Two Questions that Stymie Most Title 1 Administrators

Updated: Jul 25, 2022

In the last 30 years, the author has visited approximately 250 Title 1 elementary campuses as a teacher, principal, central office administrator or consultant. Usually, on each of my elementary school visits – regardless of school location, the academic environment and situation are highly similar. Of course, with the COVID pandemic, Title 1 school academics are more depressed since a larger number of children are failing that previously squeaked by with a minimal passing score on the State’s standardized assessment. Nevertheless, in reality, it is the same depressed academic Title 1 situation as before COVID – just more students are failing despite massive ESSER funding monies.

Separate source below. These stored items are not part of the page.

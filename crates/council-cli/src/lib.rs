//! Command-line front end for council deliberations.
//!
//! Talks to the orchestration service over HTTP and records every session
//! through [`coordination::store::SessionStore`].

pub mod cli;
pub mod client;
pub mod commands;
pub mod config;
pub mod render;

pub use cli::{Cli, Command};
pub use client::{CheckResult, ClientError, CouncilClient};
pub use config::CouncilConfig;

As expected, my school visits follow a typical process and procedure. Upon arrival at the campus, a brief conversation ensues with the principal. Then, we observe classrooms’ physical set-up and learning environment. Invariably, on these visits, time on task and classroom management are the first indicators there are performance issues outside of the campus’ chronic ‘D’ or ‘F’ accountability school rating by the State’s Education Agency. However, a deeper academic conversation with the campus administration is inevitable, and the principal ultimately expatiates on their perspective and philosophy of classroom instruction, language acquisition issues, student demographics, etc. etc. etc. At this point, I ask the principal the following question: “So, what are you trying to accomplish academically at the campus?”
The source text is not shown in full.